Locate, in the data below, the line that contains "tool router first." and the line that contains "these are retried."; reproduce exactly those two lines and every line between them, nothing more.

++++

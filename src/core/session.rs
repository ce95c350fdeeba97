//! Tool-router session lifecycle.
//!
//! A session is created by a bootstrap call, lives until its expiry and is
//! replaced wholesale on renewal. The manager is shared by every
//! conversation and keyed by session API key. At most one bootstrap per key
//! is in flight; concurrent callers await the same shared future.

use std::collections::HashMap;
use std::sync::{Arc, Mutex, MutexGuard};
use std::time::Duration;

use async_trait::async_trait;
use futures_util::future::{BoxFuture, FutureExt, Shared};
use serde_json::{json, Value};
use tracing::{debug, info, warn};

use crate::core::clock::Clock;
use crate::core::schema::SessionPayload;
use crate::core::settings::key_fingerprint;
use crate::core::validate::{validate_session_bootstrap, ValidationError};

pub const DEFAULT_SESSION_TTL_SECS: u64 = 3600;
pub const DEFAULT_BOOTSTRAP_TIMEOUT_SECS: u64 = 30;
pub const DEFAULT_RENEWAL_RETRIES: u32 = 1;

#[derive(Debug, Clone, PartialEq, Eq)]
pub struct Session {
    pub session_id: String,
    pub chat_session_mcp_url: String,
    pub tool_router_mcp_url: String,
    /// Epoch milliseconds.
    pub created_at: i64,
    /// Epoch milliseconds; always greater than `created_at`.
    pub expires_at: i64,
}

fn millis_i64(millis: u128) -> i64 {
    i64::try_from(millis).unwrap_or(i64::MAX)
}

impl Session {
    fn from_payload(
        payload: SessionPayload,
        now: i64,
        default_ttl: Duration,
    ) -> Result<Self, SessionError> {
        let expires_at = match (payload.expires_at_ms, payload.expires_in_secs) {
            (Some(at), _) => at,
            (None, Some(secs)) => now.saturating_add(millis_i64(u128::from(secs) * 1000)),
            (None, None) => now.saturating_add(millis_i64(default_ttl.as_millis())),
        };
        if expires_at <= now {
            return Err(SessionError::Unavailable(
                "Session service returned an already expired session.".to_string(),
            ));
        }
        Ok(Self {
            session_id: payload.session_id,
            chat_session_mcp_url: payload.chat_session_mcp_url,
            tool_router_mcp_url: payload.tool_router_mcp_url,
            created_at: now,
            expires_at,
        })
    }

    pub fn is_live_at(&self, now: i64) -> bool {
        now < self.expires_at
    }

    /// Both MCP endpoints, tool router first.
    pub fn endpoints(&self) -> Vec<String> {
        vec![
            self.tool_router_mcp_url.clone(),
            self.chat_session_mcp_url.clone(),
        ]
    }
}

#[derive(Debug, Clone, Copy, PartialEq, Eq)]
pub enum SessionState {
    Absent,
    Active,
    Expired,
}

#[derive(Debug, Clone, PartialEq, Eq, thiserror::Error)]
pub enum SessionError {
    #[error("No session API key configured.")]
    MissingApiKey,
    #[error("Session service returned an invalid response: {0}")]
    Validation(#[from] ValidationError),
    #[error("Tool-router session unavailable: {0}")]
    Unavailable(String),
}

/// Failures of one bootstrap call. All of these are retried.
#[derive(Debug, Clone, PartialEq, Eq, thiserror::Error)]
pub enum BootstrapError {
    #[error("Session request failed: {0}")]
    Transport(String),
    #[error("Session service returned HTTP {status}: {body}")]
    Status { status: u16, body: String },
}

/// The remote collaborator that mints sessions.
#[async_trait]
pub trait SessionBootstrap: Send + Sync {
    async fn bootstrap(&self, api_key: &str) -> Result<Value, BootstrapError>;
}

#[derive(Debug, Clone)]
pub struct SessionPolicy {
    pub default_ttl: Duration,
    pub bootstrap_timeout: Duration,
    pub renewal_retries: u32,
}

impl Default for SessionPolicy {
    fn default() -> Self {
        Self {
            default_ttl: Duration::from_secs(DEFAULT_SESSION_TTL_SECS),
            bootstrap_timeout: Duration::from_secs(DEFAULT_BOOTSTRAP_TIMEOUT_SECS),
            renewal_retries: DEFAULT_RENEWAL_RETRIES,
        }
    }
}

type SharedBootstrap = Shared<BoxFuture<'static, Result<Session, SessionError>>>;

struct InFlight {
    generation: u64,
    future: SharedBootstrap,
}

#[derive(Default)]
struct SessionSlot {
    current: Option<Session>,
    in_flight: Option<InFlight>,
    generation: u64,
}

pub struct SessionManager {
    bootstrap: Arc<dyn SessionBootstrap>,
    clock: Arc<dyn Clock>,
    policy: SessionPolicy,
    slots: Mutex<HashMap<String, SessionSlot>>,
}

impl SessionManager {
    pub fn new(
        bootstrap: Arc<dyn SessionBootstrap>,
        clock: Arc<dyn Clock>,
        policy: SessionPolicy,
    ) -> Self {
        Self {
            bootstrap,
            clock,
            policy,
            slots: Mutex::new(HashMap::new()),
        }
    }

    pub fn state(&self, key: &str) -> SessionState {
        let now = self.clock.now_ms();
        match self.lock_slots().get(key).and_then(|slot| slot.current.as_ref()) {
            None => SessionState::Absent,
            Some(session) if session.is_live_at(now) => SessionState::Active,
            Some(_) => SessionState::Expired,
        }
    }

    /// The stored session if it is still live. Never bootstraps.
    pub fn current(&self, key: &str) -> Option<Session> {
        let now = self.clock.now_ms();
        self.lock_slots()
            .get(key)
            .and_then(|slot| slot.current.clone())
            .filter(|session| session.is_live_at(now))
    }

    /// A live session for `key`, bootstrapping or renewing as needed.
    pub async fn acquire(&self, key: &str) -> Result<Session, SessionError> {
        if key.trim().is_empty() {
            return Err(SessionError::MissingApiKey);
        }

        let (generation, future) = {
            let now = self.clock.now_ms();
            let mut slots = self.lock_slots();
            let slot = slots.entry(key.to_string()).or_default();
            match &slot.current {
                Some(session) if session.is_live_at(now) => return Ok(session.clone()),
                Some(session) => {
                    info!(
                        key = %key_fingerprint(key),
                        session_id = %session.session_id,
                        "Tool-router session expired; renewing"
                    );
                }
                None => {}
            }
            self.join_or_start(key, slot)
        };

        self.finish(key, generation, future.await)
    }

    /// Replace the session for `key` with a fresh one, even if the current
    /// one is live. Joins a bootstrap that is already in flight.
    pub async fn renew(&self, key: &str) -> Result<Session, SessionError> {
        if key.trim().is_empty() {
            return Err(SessionError::MissingApiKey);
        }

        let (generation, future) = {
            let mut slots = self.lock_slots();
            let slot = slots.entry(key.to_string()).or_default();
            self.join_or_start(key, slot)
        };

        self.finish(key, generation, future.await)
    }

    pub async fn chat_endpoint(&self, key: &str) -> Result<String, SessionError> {
        self.acquire(key)
            .await
            .map(|session| session.chat_session_mcp_url)
    }

    pub async fn tool_router_endpoint(&self, key: &str) -> Result<String, SessionError> {
        self.acquire(key)
            .await
            .map(|session| session.tool_router_mcp_url)
    }

    /// Endpoints of every stored session across keys, expired ones included
    /// until they are renewed.
    pub fn known_endpoints(&self) -> Vec<String> {
        self.lock_slots()
            .values()
            .filter_map(|slot| slot.current.as_ref())
            .flat_map(Session::endpoints)
            .collect()
    }

    /// Drop the stored session so the next request bootstraps again.
    pub fn invalidate(&self, key: &str) {
        if let Some(slot) = self.lock_slots().get_mut(key) {
            if let Some(session) = slot.current.take() {
                info!(
                    key = %key_fingerprint(key),
                    session_id = %session.session_id,
                    "Tool-router session invalidated"
                );
            }
        }
    }

    fn join_or_start(&self, key: &str, slot: &mut SessionSlot) -> (u64, SharedBootstrap) {
        if let Some(in_flight) = &slot.in_flight {
            debug!(key = %key_fingerprint(key), "Joining in-flight session bootstrap");
            return (in_flight.generation, in_flight.future.clone());
        }

        slot.generation += 1;
        let generation = slot.generation;
        let future = run_bootstrap(
            Arc::clone(&self.bootstrap),
            Arc::clone(&self.clock),
            self.policy.clone(),
            key.to_string(),
        )
        .boxed()
        .shared();
        slot.in_flight = Some(InFlight {
            generation,
            future: future.clone(),
        });
        (generation, future)
    }

    /// Store the outcome of a bootstrap exactly once per generation.
    fn finish(
        &self,
        key: &str,
        generation: u64,
        outcome: Result<Session, SessionError>,
    ) -> Result<Session, SessionError> {
        let mut slots = self.lock_slots();
        let slot = slots.entry(key.to_string()).or_default();
        let owns_flight = slot
            .in_flight
            .as_ref()
            .is_some_and(|in_flight| in_flight.generation == generation);
        if owns_flight {
            slot.in_flight = None;
            if let Ok(session) = &outcome {
                slot.current = Some(session.clone());
            }
        }
        match outcome {
            Ok(session) if !session.is_live_at(self.clock.now_ms()) => Err(
                SessionError::Unavailable("Session expired before it could be used.".to_string()),
            ),
            other => other,
        }
    }

    fn lock_slots(&self) -> MutexGuard<'_, HashMap<String, SessionSlot>> {
        self.slots
            .lock()
            .unwrap_or_else(|poisoned| poisoned.into_inner())
    }
}

async fn run_bootstrap(
    bootstrap: Arc<dyn SessionBootstrap>,
    clock: Arc<dyn Clock>,
    policy: SessionPolicy,
    key: String,
) -> Result<Session, SessionError> {
    let fingerprint = key_fingerprint(&key);
    let attempts = policy.renewal_retries.saturating_add(1);
    let mut last_failure = String::new();

    for attempt in 1..=attempts {
        debug!(key = %fingerprint, attempt, "Bootstrapping tool-router session");
        match tokio::time::timeout(policy.bootstrap_timeout, bootstrap.bootstrap(&key)).await {
            Ok(Ok(raw)) => {
                let payload = validate_session_bootstrap(&raw).inspect_err(|err| {
                    warn!(key = %fingerprint, error = %err, "Rejected session bootstrap response");
                })?;
                let session = Session::from_payload(payload, clock.now_ms(), policy.default_ttl)?;
                info!(
                    key = %fingerprint,
                    session_id = %session.session_id,
                    expires_at = session.expires_at,
                    "Tool-router session active"
                );
                return Ok(session);
            }
            Ok(Err(err)) => {
                warn!(key = %fingerprint, attempt, error = %err, "Session bootstrap failed");
                last_failure = err.to_string();
            }
            Err(_) => {
                warn!(key = %fingerprint, attempt, "Session bootstrap timed out");
                last_failure = format!(
                    "Session request timed out after {}s.",
                    policy.bootstrap_timeout.as_secs()
                );
            }
        }
    }

    Err(SessionError::Unavailable(last_failure))
}

const SESSION_HTTP_CONNECT_TIMEOUT_SECONDS: u64 = 10;

/// Bootstraps sessions by POSTing to the session service.
pub struct HttpSessionBootstrap {
    client: reqwest::Client,
    url: String,
}

impl HttpSessionBootstrap {
    pub fn new(url: impl Into<String>) -> Result<Self, String> {
        let client = reqwest::Client::builder()
            .connect_timeout(Duration::from_secs(SESSION_HTTP_CONNECT_TIMEOUT_SECONDS))
            .build()
            .map_err(|err| err.to_string())?;
        Ok(Self {
            client,
            url: url.into(),
        })
    }
}

#[async_trait]
impl SessionBootstrap for HttpSessionBootstrap {
    async fn bootstrap(&self, api_key: &str) -> Result<Value, BootstrapError> {
        let response = self
            .client
            .post(&self.url)
            .header("Content-Type", "application/json")
            .header("x-api-key", api_key)
            .json(&json!({}))
            .send()
            .await
            .map_err(|err| BootstrapError::Transport(err.to_string()))?;

        let status = response.status();
        let body = response
            .text()
            .await
            .map_err(|err| BootstrapError::Transport(err.to_string()))?;
        if !status.is_success() {
            return Err(BootstrapError::Status {
                status: status.as_u16(),
                body: body.trim().to_string(),
            });
        }
        serde_json::from_str(&body).map_err(|err| {
            BootstrapError::Transport(format!("Session response is not JSON: {err}"))
        })
    }
}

++++

[Answer to this exercise]
    /// Both MCP endpoints, tool router first.
    pub fn endpoints(&self) -> Vec<String> {
        vec![
            self.tool_router_mcp_url.clone(),
            self.chat_session_mcp_url.clone(),
        ]
    }
}

#[derive(Debug, Clone, Copy, PartialEq, Eq)]
pub enum SessionState {
    Absent,
    Active,
    Expired,
}

#[derive(Debug, Clone, PartialEq, Eq, thiserror::Error)]
pub enum SessionError {
    #[error("No session API key configured.")]
    MissingApiKey,
    #[error("Session service returned an invalid response: {0}")]
    Validation(#[from] ValidationError),
    #[error("Tool-router session unavailable: {0}")]
    Unavailable(String),
}

/// Failures of one bootstrap call. All of these are retried.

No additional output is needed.